L'Aïd al-Adha, l'une des fêtes les plus importantes de l'islam, a débuté le 27 mai 2026 dans le monde musulman. Cette fête, qui commémore la volonté d'Ibrahim de sacrifier son fils, est généralement marquée par des prières, des festins et le sacrifice rituel du bétail. Cependant, les célébrations de cette année sont assombries par la crise en cours à Gaza et les pressions économiques dans plusieurs pays clés.
Au Maroc, en Égypte et en Turquie, les marchés subissent des pressions inflationnistes qui ont fait grimper les prix du bétail et d'autres biens essentiels, rendant difficile pour de nombreuses familles l'achat des sacrifices traditionnels. Selon des rapports de médias locaux, le prix des moutons au Maroc a augmenté d'environ 20 % par rapport à l'année dernière, tandis qu'en Égypte, les prix de la viande ont grimpé en raison de la dévaluation de la monnaie et des perturbations de la chaîne d'approvisionnement.

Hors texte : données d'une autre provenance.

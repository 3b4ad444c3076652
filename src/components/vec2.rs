//! Integer 2D vector used for positions, sizes, velocities and accelerations.
//!
//! Positions and sizes are stored in hundredths of a pixel ([`SUBPIXELS`]) so
//! that slow movement accumulates without floating point state.

use std::ops::{Add, AddAssign};

use serde::{Deserialize, Serialize};

/// Sub-pixel units per screen pixel.
pub const SUBPIXELS: i32 = 100;

#[derive(Debug, Clone, Copy, Default, PartialEq, Eq, Hash, Serialize, Deserialize)]
pub struct IVec2 {
    pub x: i32,
    pub y: i32,
}

impl IVec2 {
    pub const ZERO: IVec2 = IVec2 { x: 0, y: 0 };

    pub const fn new(x: i32, y: i32) -> Self {
        Self { x, y }
    }

    pub fn is_zero(self) -> bool {
        self == Self::ZERO
    }

    /// Convert from sub-pixel units to whole screen pixels.
    pub fn to_pixels(self) -> IVec2 {
        IVec2::new(self.x / SUBPIXELS, self.y / SUBPIXELS)
    }
}

impl Add for IVec2 {
    type Output = IVec2;

    fn add(self, rhs: IVec2) -> IVec2 {
        IVec2::new(self.x + rhs.x, self.y + rhs.y)
    }
}

impl AddAssign for IVec2 {
    fn add_assign(&mut self, rhs: IVec2) {
        self.x += rhs.x;
        self.y += rhs.y;
    }
}

#[cfg(test)]
mod tests {
    use super::*;

    #[test]
    fn to_pixels_truncates_subpixels() {
        assert_eq!(IVec2::new(30099, 250).to_pixels(), IVec2::new(300, 2));
    }

    #[test]
    fn add_assign_accumulates() {
        let mut v = IVec2::new(1, -2);
        v += IVec2::new(4, 4);
        assert_eq!(v, IVec2::new(5, 2));
        assert!(!v.is_zero());
        assert!(IVec2::ZERO.is_zero());
    }
}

L'Arabie saoudite a mis en œuvre des mesures d'urgence pour assurer le bon déroulement du Hajj et des célébrations de l'Aïd. Le ministère saoudien du Hajj et de la Omra a annoncé des protocoles supplémentaires de santé et de sécurité, notamment l'augmentation du personnel médical et des stations de désinfection, pour gérer l'afflux de pèlerins. Le royaume a également subventionné le prix des animaux sacrificiels pour alléger le fardeau financier des fidèles.
La bande de Gaza reste largement coupée des festivités, le conflit et le blocus en cours empêchant l'importation de bétail et de fournitures essentielles. Les organisations humanitaires, dont l'Office de secours et de travaux des Nations Unies pour les réfugiés de Palestine (UNRWA), ont appelé à un cessez-le-feu pour permettre les livraisons d'aide. La situation a suscité des efforts diplomatiques, la Turquie et le Qatar jouant le rôle de médiateurs pour une trêve temporaire afin de faciliter l'accès humanitaire.
La diplomatie régionale s'est intensifiée, l'Organisation de la coopération islamique (OCI) exhortant les États membres à augmenter l'aide humanitaire à Gaza. La crise a également déclenché des manifestations dans plusieurs villes à majorité musulmane, où les manifestants ont appelé à la fin de la violence et à une intervention internationale accrue.